No hizo nada por evitar la mirada de Sylvia. Apretó los labios contra los dientes, cerró los ojos y se meció de atrás hacia adelante, como si ahogara un aullido. De pronto, para desconcierto de Sylvia, aulló. Aulló, lloró, tragó una bocanada de aire, las lágrimas le rodaron por las mejillas, moqueó y empezó a mirar desesperadamente alrededor en busca de algo para limpiarse. Sylvia salió corriendo y volvió con un puñado de Kleenex.
-Tranquilízate, estás aquí, aquí estás bien -le dijo, pensando que lo que debía hacer era cogerla en brazos.
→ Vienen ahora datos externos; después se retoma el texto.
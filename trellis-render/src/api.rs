//! Renderer contract and the opaque references it hands out.

use crate::error::{RenderError, Result};
use crate::template::{RenderTemplateCmd, TemplateId};
use crate::view::RenderView;
use std::cell::RefCell;
use std::fmt;
use std::rc::Rc;
use std::sync::atomic::{AtomicU32, Ordering};
use trellis_dom::{DomEvent, NodeId};

static NEXT_RENDERER_ID: AtomicU32 = AtomicU32::new(1);

/// Tags every reference with the renderer that produced it.
#[derive(Debug, Clone, Copy, PartialEq, Eq, Hash)]
pub struct RendererId(u32);

impl RendererId {
    pub(crate) fn next() -> Self {
        Self(NEXT_RENDERER_ID.fetch_add(1, Ordering::Relaxed))
    }
}

impl fmt::Display for RendererId {
    fn fmt(&self, f: &mut fmt::Formatter<'_>) -> fmt::Result {
        write!(f, "renderer-{}", self.0)
    }
}

/// Receives events raised by bound elements of a view.
pub trait RenderEventDispatcher {
    /// Returns `false` to prevent the event's default action.
    fn dispatch_render_event(
        &self,
        element_index: usize,
        event_name: &str,
        event: &DomEvent,
    ) -> bool;
}

impl<F> RenderEventDispatcher for F
where
    F: Fn(usize, &str, &DomEvent) -> bool,
{
    fn dispatch_render_event(
        &self,
        element_index: usize,
        event_name: &str,
        event: &DomEvent,
    ) -> bool {
        self(element_index, event_name, event)
    }
}

/// Compiled command sequence a view can be instantiated from.
#[derive(Debug, Clone)]
pub struct RenderProtoViewRef {
    owner: RendererId,
    commands: Rc<[RenderTemplateCmd]>,
}

impl RenderProtoViewRef {
    pub(crate) fn new(owner: RendererId, commands: Rc<[RenderTemplateCmd]>) -> Self {
        Self { owner, commands }
    }

    pub(crate) fn resolve(&self, owner: RendererId) -> Result<&Rc<[RenderTemplateCmd]>> {
        check_owner(self.owner, owner)?;
        Ok(&self.commands)
    }
}

/// Handle to a built view.
#[derive(Clone)]
pub struct RenderViewRef {
    owner: RendererId,
    view: Rc<RefCell<RenderView>>,
}

impl RenderViewRef {
    pub(crate) fn new(owner: RendererId, view: RenderView) -> Self {
        Self {
            owner,
            view: Rc::new(RefCell::new(view)),
        }
    }

    pub(crate) fn resolve(&self, owner: RendererId) -> Result<&RefCell<RenderView>> {
        check_owner(self.owner, owner)?;
        Ok(&self.view)
    }

    pub fn ptr_eq(&self, other: &Self) -> bool {
        Rc::ptr_eq(&self.view, &other.view)
    }
}

impl fmt::Debug for RenderViewRef {
    fn fmt(&self, f: &mut fmt::Formatter<'_>) -> fmt::Result {
        f.debug_struct("RenderViewRef")
            .field("owner", &self.owner)
            .field("view", &Rc::as_ptr(&self.view))
            .finish()
    }
}

/// Ordered top-level nodes of one fragment of a view.
#[derive(Debug, Clone)]
pub struct RenderFragmentRef {
    owner: RendererId,
    nodes: Rc<[NodeId]>,
}

impl RenderFragmentRef {
    pub(crate) fn new(owner: RendererId, nodes: Rc<[NodeId]>) -> Self {
        Self { owner, nodes }
    }

    pub(crate) fn resolve(&self, owner: RendererId) -> Result<&Rc<[NodeId]>> {
        check_owner(self.owner, owner)?;
        Ok(&self.nodes)
    }
}

/// A bound element, addressed by view and bound-element index.
#[derive(Debug, Clone)]
pub struct RenderElementRef {
    pub render_view: RenderViewRef,
    pub bound_element_index: usize,
}

impl RenderElementRef {
    pub fn new(render_view: RenderViewRef, bound_element_index: usize) -> Self {
        Self {
            render_view,
            bound_element_index,
        }
    }
}

#[derive(Debug, Clone)]
pub struct RenderViewWithFragments {
    pub view_ref: RenderViewRef,
    pub fragment_refs: Vec<RenderFragmentRef>,
}

fn check_owner(owner: RendererId, caller: RendererId) -> Result<()> {
    if owner == caller {
        Ok(())
    } else {
        Err(RenderError::ForeignReference)
    }
}

/// Operations a view layer needs from a renderer.
pub trait Renderer {
    /// Register (or silently replace) a component template; its styles are
    /// shared with every shadow root this renderer hosts.
    fn register_component_template(
        &self,
        template_id: TemplateId,
        commands: Vec<RenderTemplateCmd>,
        styles: Vec<String>,
    ) -> Result<()>;

    fn resolve_component_template(
        &self,
        template_id: TemplateId,
    ) -> Option<Rc<[RenderTemplateCmd]>>;

    fn create_proto_view(&self, commands: Vec<RenderTemplateCmd>) -> RenderProtoViewRef;

    /// Build a view in place over the first element matching `selector`.
    fn create_root_host_view(
        &self,
        proto_view: &RenderProtoViewRef,
        fragment_count: usize,
        selector: &str,
    ) -> Result<RenderViewWithFragments>;

    fn create_view(
        &self,
        proto_view: &RenderProtoViewRef,
        fragment_count: usize,
    ) -> Result<RenderViewWithFragments>;

    fn destroy_view(&self, view: &RenderViewRef) -> Result<()>;

    fn get_native_element_sync(&self, location: &RenderElementRef) -> Result<NodeId>;

    fn get_root_nodes(&self, fragment: &RenderFragmentRef) -> Result<Rc<[NodeId]>>;

    fn attach_fragment_after_fragment(
        &self,
        previous: &RenderFragmentRef,
        fragment: &RenderFragmentRef,
    ) -> Result<()>;

    fn attach_fragment_after_element(
        &self,
        location: &RenderElementRef,
        fragment: &RenderFragmentRef,
    ) -> Result<()>;

    fn detach_fragment(&self, fragment: &RenderFragmentRef) -> Result<()>;

    fn hydrate_view(&self, view: &RenderViewRef) -> Result<()>;

    fn dehydrate_view(&self, view: &RenderViewRef) -> Result<()>;

    fn set_element_property(
        &self,
        location: &RenderElementRef,
        name: &str,
        value: serde_json::Value,
    ) -> Result<()>;

    /// `None` removes the attribute.
    fn set_element_attribute(
        &self,
        location: &RenderElementRef,
        name: &str,
        value: Option<&str>,
    ) -> Result<()>;

    fn set_element_class(
        &self,
        location: &RenderElementRef,
        class_name: &str,
        is_add: bool,
    ) -> Result<()>;

    /// `None` removes the style.
    fn set_element_style(
        &self,
        location: &RenderElementRef,
        name: &str,
        value: Option<&str>,
    ) -> Result<()>;

    fn invoke_element_method(
        &self,
        location: &RenderElementRef,
        method: &str,
        args: &[serde_json::Value],
    ) -> Result<()>;

    fn set_text(&self, view: &RenderViewRef, text_node_index: usize, text: &str) -> Result<()>;

    fn set_event_dispatcher(
        &self,
        view: &RenderViewRef,
        dispatcher: Rc<dyn RenderEventDispatcher>,
    ) -> Result<()>;
}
Pero no tenía ninguna gana de hacerlo y podría empeorar las cosas. La muchacha podría darse cuenta de que Sylvia lo hacía a desgana, de lo incómodo que le resultaba semejante situación.
Carla dijo algo y volvió a decirlo:
-¡Qué barbaridad! ¡Qué barbaridad!
-No, no lo es. Algunas veces todos tenemos que llorar. No pasa nada, no te preocupes.
-Es una barbaridad.
Del relato Escapada, de la escritora canadiense Alice Munro [1931- ], Premio Nobel de Literatura en 2013, que hoy cumple 84 años.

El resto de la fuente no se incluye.